By Elaine Sambugaro | June 30, 2001
Making a claim: collecting what you're owed
You may have a disability insurance policy and a legitimate claim, but that doesn't mean you will be able to collect - even with the most consumer-oriented policies.
Members of the Pickering-based National ME/FM Action Network say that the number of legitimate claims that have been denied by insurance companies is alarming.
Lydia Neilson, President & CEO, says that their office has been overwhelmed by telephone calls from disabled individuals who cannot collect DI. She says that the one thing they have in common is that they were denied benefits because they failed an independent medical examination conducted by physicians known to be affiliated with a specific insurer.
According to HRDC statistics, there are 2.3 million adults aged 15 to 64 with disabilities, representing 13% of the total Canadian working population.

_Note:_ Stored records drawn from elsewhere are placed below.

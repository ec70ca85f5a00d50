use bytemuck::Pod;
use std::marker::PhantomData;

/// One step of packet processing. Emits zero or more outputs per input through `collector`.
///
/// Inputs are borrowed: records are read in place from a ring slot.
pub trait Stage<In: Pod + Send, Out: Pod + Send> {
    fn process<C>(&mut self, data: &In, collector: &mut C)
    where
        C: OutputCollector<Out>;
}

pub trait OutputCollector<T> {
    fn push(&mut self, item: &T);
}

impl<T, F> OutputCollector<T> for F
where
    F: FnMut(&T),
{
    #[inline(always)]
    fn push(&mut self, item: &T) {
        (self)(item);
    }
}

impl<F, In, Out> Stage<In, Out> for F
where
    F: FnMut(&In) -> Option<Out>,
    In: Pod + Send,
    Out: Pod + Send,
{
    #[inline(always)]
    fn process<C>(&mut self, data: &In, collector: &mut C)
    where
        C: OutputCollector<Out>,
    {
        if let Some(out) = (self)(data) {
            collector.push(&out);
        }
    }
}

/// Two stages run back to back on the same thread.
pub struct Chain<S1, S2, In, Mid, Out> {
    s1: S1,
    s2: S2,
    _phantom: PhantomData<(In, Mid, Out)>,
}

impl<In, Mid, Out, S1, S2> Stage<In, Out> for Chain<S1, S2, In, Mid, Out>
where
    In: Pod + Send,
    Mid: Pod + Send,
    Out: Pod + Send,
    S1: Stage<In, Mid>,
    S2: Stage<Mid, Out>,
{
    #[inline(always)]
    fn process<C>(&mut self, data: &In, collector: &mut C)
    where
        C: OutputCollector<Out>,
    {
        let s2 = &mut self.s2;
        self.s1.process(data, &mut |mid: &Mid| {
            s2.process(mid, collector);
        });
    }
}

pub trait StageExt<In: Pod + Send, Mid: Pod + Send>: Stage<In, Mid> {
    #[inline(always)]
    fn pipe<Out: Pod + Send, S2: Stage<Mid, Out>>(self, s2: S2) -> Chain<Self, S2, In, Mid, Out>
    where
        Self: Sized,
    {
        Chain {
            s1: self,
            s2,
            _phantom: PhantomData,
        }
    }
}

impl<S, In, Mid> StageExt<In, Mid> for S
where
    In: Pod + Send,
    Mid: Pod + Send,
    S: Stage<In, Mid>,
{
}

'It's not a gift," Neilson said. "These people paid premiums in the unlikely event that they get disabled. When they're diagnosed with cancer, or liver disease or heart disease, look what happens. It's immoral."
According to Lackman, the claimed absence of adequate medical evidence to support the policy's definition of disability is the most common reason why a company denies a claim. In other words, the claim is denied because the insurer is not satisfied that the person meets the eligibility requirements of that policy. Another common reason for denial, Lackman says, is that an individual no longer qualifies for coverage, based on a doctor's re-evaluation.
"This is not a flat-out denial from the inception, but a denial based on a change or a perceived change in the person's condition," Lackman said. To prevent this from happening, he advises individuals to ensure appropriate medical follow-up so that their conditions are well-documented.
If one day you need make a claim, remember to keep your wits about you. Never assume anything. As an individual making a claim against a large company, this not the time to think that everything will go through without a hitch. Be prepared to work and fight for your rights. Don't depend on someone else to prove that you are disabled. The onus is on you to document everything and do the leg-work to ensure that the insurance company receives all of the medical and legal documentation necessary for the claim to clear.
You should also consider hiring a lawyer. While this could be an unnecessary expense, good legal help could also ensure that you are better positioned if your claim is contested. Insurance companies screen for fraudulent claims, which they say they receive on a regular basis. While screening for fraudulent claims, it is possible that your legitimate claim could be contested. Legal counsel can also assist you by clarifying the meaning of insurance policy jargon – including exclusion clauses – and to identify what your valid claim entails.